* **AVAILABLE RECORDS**:
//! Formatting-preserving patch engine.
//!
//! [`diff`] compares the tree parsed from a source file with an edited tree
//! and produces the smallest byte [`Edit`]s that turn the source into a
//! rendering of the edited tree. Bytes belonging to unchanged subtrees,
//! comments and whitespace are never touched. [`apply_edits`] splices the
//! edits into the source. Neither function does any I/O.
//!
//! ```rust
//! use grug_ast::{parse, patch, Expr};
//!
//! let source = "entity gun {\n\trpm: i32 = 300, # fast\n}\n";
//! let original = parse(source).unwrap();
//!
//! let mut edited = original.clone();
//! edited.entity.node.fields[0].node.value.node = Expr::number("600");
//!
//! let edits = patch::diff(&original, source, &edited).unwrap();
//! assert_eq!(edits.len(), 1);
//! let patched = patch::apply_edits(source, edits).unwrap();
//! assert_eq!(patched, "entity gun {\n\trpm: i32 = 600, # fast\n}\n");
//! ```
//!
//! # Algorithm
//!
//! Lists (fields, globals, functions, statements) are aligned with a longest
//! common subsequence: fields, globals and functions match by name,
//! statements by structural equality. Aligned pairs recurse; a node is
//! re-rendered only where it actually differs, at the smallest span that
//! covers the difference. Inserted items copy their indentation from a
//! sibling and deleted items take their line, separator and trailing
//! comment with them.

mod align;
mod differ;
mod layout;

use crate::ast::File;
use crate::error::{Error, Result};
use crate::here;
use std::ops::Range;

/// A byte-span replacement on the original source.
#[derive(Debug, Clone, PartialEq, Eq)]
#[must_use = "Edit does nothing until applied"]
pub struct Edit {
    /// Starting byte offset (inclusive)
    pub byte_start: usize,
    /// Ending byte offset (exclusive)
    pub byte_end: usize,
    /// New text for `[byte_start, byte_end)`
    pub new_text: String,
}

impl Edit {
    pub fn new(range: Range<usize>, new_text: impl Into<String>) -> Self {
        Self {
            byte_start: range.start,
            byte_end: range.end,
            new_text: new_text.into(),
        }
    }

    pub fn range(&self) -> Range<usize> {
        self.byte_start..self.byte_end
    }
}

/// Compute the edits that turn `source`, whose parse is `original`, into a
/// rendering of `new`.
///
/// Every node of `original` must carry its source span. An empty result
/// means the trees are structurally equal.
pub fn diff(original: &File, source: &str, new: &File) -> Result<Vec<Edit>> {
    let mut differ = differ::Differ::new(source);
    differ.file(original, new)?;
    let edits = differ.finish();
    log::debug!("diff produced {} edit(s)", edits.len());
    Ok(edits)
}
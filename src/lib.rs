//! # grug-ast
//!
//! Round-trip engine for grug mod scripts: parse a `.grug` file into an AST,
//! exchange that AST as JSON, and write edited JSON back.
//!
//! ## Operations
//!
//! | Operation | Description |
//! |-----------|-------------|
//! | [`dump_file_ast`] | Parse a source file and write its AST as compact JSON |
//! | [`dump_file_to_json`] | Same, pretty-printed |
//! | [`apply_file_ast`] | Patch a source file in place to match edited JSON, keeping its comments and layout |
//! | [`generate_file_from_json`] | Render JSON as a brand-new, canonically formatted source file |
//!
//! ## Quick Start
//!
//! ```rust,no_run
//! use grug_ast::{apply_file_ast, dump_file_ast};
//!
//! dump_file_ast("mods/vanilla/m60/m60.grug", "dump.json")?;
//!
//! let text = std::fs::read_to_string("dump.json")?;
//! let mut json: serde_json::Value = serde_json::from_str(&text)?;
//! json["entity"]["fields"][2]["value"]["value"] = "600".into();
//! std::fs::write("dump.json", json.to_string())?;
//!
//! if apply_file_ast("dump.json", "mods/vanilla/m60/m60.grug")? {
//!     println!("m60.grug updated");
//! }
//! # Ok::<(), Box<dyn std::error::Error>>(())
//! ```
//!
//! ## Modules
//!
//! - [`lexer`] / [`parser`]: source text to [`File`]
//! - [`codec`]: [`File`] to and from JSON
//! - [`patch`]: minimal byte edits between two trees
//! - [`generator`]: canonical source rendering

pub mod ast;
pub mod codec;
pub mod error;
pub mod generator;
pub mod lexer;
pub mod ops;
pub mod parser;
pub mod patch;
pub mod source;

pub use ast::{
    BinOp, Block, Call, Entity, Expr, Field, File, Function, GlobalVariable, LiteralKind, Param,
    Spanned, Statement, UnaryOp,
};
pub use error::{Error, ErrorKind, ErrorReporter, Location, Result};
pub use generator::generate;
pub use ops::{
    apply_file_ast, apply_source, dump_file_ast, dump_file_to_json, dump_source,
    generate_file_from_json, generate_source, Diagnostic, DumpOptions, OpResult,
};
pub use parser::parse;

* **GOAL OF THE EXERCISE**:
Pull out all lines from the entries above that include the word "items".

* **WRITTEN ANSWER**:
//! covers the difference. Inserted items copy their indentation from a
//! sibling and deleted items take their line, separator and trailing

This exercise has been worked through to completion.